Patient Characteristics

The median age of the six men and seven women at the time of the first hepatectomy was 56 years (range 45–68). The original primary tumors were colon (n = 9) and rectum (n = 4), and 10 of 13 were Dukes C. Tumor characteristics, timing of hepatectomy stages, and patient outcomes are shown in Table 1. All patients had bilobar involvement. The median number of tumors was 7 (range 3–12) and the median diameter was 37 mm (range 9–80) (Fig. 1). Before the first-stage hepatectomy, 12 patients received systemic chemotherapy, usually a combination of 5-fluorouracil, folinic acid, and either oxaliplatin or irinotecan, to control the disease. Six patients had previously received one or two previous treatments with other types of chemotherapy. Chronomodulated regimens were used in 9 of the 12 patients. The median duration of treatment was 9 months (range 4–18) and the median number of courses was 11 (range 4–18). A partial response was seen in six patients, stable disease in seven. In one patient with synchronous bilateral metastases and a partial response to chemotherapy, colectomy for the primary tumor was performed at the same time as the first hepatectomy.

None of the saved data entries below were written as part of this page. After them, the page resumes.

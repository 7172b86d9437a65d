//! Database entities.

pub mod comment;
pub mod follow;
pub mod group;
pub mod post;
pub mod user;

pub use comment::Entity as Comment;
pub use follow::Entity as Follow;
pub use group::Entity as Group;
pub use post::Entity as Post;
pub use user::Entity as User;

/// Shorten free text to its first `max` characters, as used by `Display` impls.
pub(crate) fn truncate_chars(text: &str, max: usize) -> &str {
    match text.char_indices().nth(max) {
        Some((idx, _)) => &text[..idx],
        None => text,
    }
}

#[cfg(test)]
mod tests {
    use super::*;
    use chrono::Utc;

    #[test]
    fn test_truncate_chars_counts_characters() {
        assert_eq!(truncate_chars("short", 15), "short");
        assert_eq!(truncate_chars("Текстовый текст поста", 15), "Текстовый текст");
    }

    #[test]
    fn test_post_display_is_text_prefix() {
        let post = post::Model {
            id: "p1".to_string(),
            text: "A long post text that goes on".to_string(),
            author_id: "u1".to_string(),
            group_id: None,
            image: None,
            created_at: Utc::now().into(),
        };
        assert_eq!(post.to_string(), "A long post tex");
    }

    #[test]
    fn test_group_display_is_title() {
        let group = group::Model {
            id: "g1".to_string(),
            title: "Test group".to_string(),
            slug: "test-slug".to_string(),
            description: "Description".to_string(),
            created_at: Utc::now().into(),
        };
        assert_eq!(group.to_string(), "Test group");
    }

    #[test]
    fn test_comment_display_is_text_prefix() {
        let comment = comment::Model {
            id: "c1".to_string(),
            post_id: "p1".to_string(),
            author_id: "u1".to_string(),
            text: "Exactly fifteen".to_string(),
            created_at: Utc::now().into(),
        };
        assert_eq!(comment.to_string(), "Exactly fifteen");
    }

    #[test]
    fn test_user_display_name_falls_back_to_username() {
        let mut user = user::Model {
            id: "u1".to_string(),
            username: "alice".to_string(),
            username_lower: "alice".to_string(),
            name: Some("  ".to_string()),
            password_hash: String::new(),
            token: None,
            created_at: Utc::now().into(),
        };
        assert_eq!(user.display_name(), "alice");
        user.name = Some("Alice Liddell".to_string());
        assert_eq!(user.display_name(), "Alice Liddell");
        assert_eq!(user.to_string(), "alice");
    }
}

Table 1. TUMOR CHARACTERISTICS, TIMING AND NATURE OF HEPATECTOMY STAGES, AND PATIENT OUTCOMES

Open in a new tab

A, alive, no recurrence; AR, alive, recurrence; D; dead; H, hepatic; mo, months; M, metachronous; P, pulmonary; S, synchronous.

* Number in parentheses indicates intervals (in months) after second stage.

† Two nodules disappeared between the stages.

‡ Two and § three additional nodules were diagnosed in the second stage.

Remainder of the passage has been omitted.